*** Opening RECORD EXCERPTS ***
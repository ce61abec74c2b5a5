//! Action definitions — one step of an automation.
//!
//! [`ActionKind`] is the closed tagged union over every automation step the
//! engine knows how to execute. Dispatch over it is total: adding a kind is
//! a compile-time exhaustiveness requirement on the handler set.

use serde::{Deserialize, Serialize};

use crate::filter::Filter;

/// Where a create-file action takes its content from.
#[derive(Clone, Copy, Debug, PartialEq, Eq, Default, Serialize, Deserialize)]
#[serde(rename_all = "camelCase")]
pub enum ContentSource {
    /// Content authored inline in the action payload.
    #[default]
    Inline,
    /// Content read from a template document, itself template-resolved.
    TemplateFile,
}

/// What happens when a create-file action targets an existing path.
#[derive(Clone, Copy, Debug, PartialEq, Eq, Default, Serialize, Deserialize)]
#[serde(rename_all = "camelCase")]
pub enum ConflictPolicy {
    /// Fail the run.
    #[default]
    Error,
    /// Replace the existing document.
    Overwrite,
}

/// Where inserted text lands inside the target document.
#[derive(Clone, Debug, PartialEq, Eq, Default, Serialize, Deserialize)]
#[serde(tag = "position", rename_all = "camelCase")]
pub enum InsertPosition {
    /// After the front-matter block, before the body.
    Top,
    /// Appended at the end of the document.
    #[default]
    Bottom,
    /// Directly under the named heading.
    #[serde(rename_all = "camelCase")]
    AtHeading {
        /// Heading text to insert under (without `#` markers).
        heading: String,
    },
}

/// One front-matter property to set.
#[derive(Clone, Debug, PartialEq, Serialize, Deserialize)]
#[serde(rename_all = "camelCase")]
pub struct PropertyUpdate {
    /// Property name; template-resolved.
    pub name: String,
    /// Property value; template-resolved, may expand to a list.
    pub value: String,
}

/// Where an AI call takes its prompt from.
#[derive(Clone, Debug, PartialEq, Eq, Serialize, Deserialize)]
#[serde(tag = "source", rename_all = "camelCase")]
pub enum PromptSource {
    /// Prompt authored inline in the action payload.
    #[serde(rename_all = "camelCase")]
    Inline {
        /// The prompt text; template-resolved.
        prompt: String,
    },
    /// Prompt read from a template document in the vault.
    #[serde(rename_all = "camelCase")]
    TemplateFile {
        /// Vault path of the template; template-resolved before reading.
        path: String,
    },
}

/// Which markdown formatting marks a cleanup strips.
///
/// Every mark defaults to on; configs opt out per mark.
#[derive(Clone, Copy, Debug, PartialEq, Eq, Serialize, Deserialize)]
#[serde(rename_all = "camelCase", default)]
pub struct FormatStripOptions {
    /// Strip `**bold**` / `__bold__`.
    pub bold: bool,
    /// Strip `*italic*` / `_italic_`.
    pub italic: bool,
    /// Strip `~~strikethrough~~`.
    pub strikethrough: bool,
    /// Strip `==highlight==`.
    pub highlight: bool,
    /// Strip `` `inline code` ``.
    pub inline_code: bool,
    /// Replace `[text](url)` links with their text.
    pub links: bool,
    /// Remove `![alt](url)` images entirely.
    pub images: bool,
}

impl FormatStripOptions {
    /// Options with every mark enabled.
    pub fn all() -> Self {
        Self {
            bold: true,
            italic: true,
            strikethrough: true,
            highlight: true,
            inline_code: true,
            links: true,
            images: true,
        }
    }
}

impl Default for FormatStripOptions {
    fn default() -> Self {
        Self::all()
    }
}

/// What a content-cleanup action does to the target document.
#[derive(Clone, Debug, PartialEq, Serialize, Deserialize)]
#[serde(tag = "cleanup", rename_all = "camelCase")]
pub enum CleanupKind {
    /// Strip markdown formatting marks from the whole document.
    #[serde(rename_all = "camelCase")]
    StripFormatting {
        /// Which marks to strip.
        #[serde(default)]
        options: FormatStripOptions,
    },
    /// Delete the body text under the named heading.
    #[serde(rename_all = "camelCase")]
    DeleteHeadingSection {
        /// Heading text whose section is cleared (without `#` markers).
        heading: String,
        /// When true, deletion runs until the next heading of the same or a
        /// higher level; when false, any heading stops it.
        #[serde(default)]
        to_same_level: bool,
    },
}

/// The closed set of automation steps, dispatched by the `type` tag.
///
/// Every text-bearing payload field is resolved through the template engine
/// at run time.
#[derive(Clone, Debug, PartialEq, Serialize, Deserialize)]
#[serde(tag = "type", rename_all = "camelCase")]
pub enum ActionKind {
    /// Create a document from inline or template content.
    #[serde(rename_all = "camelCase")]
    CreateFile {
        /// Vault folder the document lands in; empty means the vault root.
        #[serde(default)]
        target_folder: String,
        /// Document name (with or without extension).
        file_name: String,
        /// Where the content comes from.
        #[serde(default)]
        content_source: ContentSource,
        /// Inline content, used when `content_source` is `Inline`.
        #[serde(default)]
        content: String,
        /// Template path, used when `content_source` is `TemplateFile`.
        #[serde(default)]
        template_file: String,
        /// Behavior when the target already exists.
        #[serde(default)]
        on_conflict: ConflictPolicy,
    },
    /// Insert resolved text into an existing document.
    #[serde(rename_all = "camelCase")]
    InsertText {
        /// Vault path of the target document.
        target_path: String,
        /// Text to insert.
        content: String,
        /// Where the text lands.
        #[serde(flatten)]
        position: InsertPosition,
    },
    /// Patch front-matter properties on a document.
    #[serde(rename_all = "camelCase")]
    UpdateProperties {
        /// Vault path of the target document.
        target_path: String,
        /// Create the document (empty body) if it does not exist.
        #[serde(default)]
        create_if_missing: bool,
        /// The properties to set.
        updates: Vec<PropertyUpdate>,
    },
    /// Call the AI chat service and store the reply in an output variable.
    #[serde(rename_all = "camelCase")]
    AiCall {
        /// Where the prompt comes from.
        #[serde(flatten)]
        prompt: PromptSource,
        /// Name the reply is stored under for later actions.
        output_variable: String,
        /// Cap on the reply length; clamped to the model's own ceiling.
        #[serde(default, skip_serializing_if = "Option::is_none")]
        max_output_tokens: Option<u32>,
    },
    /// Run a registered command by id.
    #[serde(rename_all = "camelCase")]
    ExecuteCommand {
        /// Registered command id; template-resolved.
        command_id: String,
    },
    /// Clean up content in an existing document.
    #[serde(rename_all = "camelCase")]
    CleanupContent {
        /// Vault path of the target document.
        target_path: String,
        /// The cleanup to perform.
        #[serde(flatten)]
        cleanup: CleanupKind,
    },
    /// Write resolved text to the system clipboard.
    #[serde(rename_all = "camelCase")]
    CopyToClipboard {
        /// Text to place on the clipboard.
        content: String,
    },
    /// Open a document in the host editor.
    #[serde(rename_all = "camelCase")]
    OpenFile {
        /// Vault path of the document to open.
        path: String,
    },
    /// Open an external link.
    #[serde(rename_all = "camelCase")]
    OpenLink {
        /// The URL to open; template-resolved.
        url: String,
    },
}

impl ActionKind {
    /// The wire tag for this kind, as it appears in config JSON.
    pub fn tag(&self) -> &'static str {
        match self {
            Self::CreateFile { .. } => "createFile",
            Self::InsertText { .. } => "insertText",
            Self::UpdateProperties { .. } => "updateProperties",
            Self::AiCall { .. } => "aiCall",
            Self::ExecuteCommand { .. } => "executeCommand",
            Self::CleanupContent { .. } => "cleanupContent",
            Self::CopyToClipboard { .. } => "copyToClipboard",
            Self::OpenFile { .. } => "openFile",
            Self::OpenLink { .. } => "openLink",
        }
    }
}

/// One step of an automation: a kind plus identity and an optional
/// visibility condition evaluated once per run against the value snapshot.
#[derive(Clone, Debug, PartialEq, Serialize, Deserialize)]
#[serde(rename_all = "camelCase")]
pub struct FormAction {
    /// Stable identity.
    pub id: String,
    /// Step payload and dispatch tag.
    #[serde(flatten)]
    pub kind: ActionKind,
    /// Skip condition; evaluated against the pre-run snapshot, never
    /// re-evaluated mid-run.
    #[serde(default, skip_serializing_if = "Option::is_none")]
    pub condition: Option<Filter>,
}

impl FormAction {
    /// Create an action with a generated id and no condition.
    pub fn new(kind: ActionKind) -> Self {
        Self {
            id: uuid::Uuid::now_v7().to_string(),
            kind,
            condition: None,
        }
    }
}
*** Closing RECORD EXCERPTS ***
*** Opening RECORD EXCERPTS ***
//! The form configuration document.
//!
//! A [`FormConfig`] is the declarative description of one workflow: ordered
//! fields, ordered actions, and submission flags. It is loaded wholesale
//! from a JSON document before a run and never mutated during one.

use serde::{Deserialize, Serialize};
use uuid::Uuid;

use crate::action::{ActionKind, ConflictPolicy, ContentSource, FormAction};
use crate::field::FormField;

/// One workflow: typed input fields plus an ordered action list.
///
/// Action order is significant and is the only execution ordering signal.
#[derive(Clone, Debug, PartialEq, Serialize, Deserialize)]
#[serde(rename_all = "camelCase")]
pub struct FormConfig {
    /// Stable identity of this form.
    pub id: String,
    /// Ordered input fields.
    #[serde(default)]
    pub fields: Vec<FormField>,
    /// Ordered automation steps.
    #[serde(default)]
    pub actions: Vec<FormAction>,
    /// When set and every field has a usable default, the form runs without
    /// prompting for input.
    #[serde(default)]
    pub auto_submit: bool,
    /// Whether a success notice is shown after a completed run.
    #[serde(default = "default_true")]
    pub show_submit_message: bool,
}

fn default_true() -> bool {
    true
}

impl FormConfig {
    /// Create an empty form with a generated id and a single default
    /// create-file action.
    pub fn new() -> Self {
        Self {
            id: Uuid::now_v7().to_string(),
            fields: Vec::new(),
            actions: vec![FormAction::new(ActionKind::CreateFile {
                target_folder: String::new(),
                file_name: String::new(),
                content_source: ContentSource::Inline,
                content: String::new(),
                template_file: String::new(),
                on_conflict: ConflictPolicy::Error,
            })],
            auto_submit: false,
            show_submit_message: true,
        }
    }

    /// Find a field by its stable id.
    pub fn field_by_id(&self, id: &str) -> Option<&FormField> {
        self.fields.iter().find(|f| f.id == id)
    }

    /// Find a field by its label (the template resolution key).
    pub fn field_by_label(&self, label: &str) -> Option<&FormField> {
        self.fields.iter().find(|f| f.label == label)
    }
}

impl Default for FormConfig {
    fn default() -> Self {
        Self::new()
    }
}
*** Closing RECORD EXCERPTS ***
WHAT THE EXERCISE ASKS
Whenever the word "markers" shows up in a line of the entries, copy that line.

ANSWER TO THIS PROBLEM
        /// Heading text to insert under (without `#` markers).
        /// Heading text whose section is cleared (without `#` markers).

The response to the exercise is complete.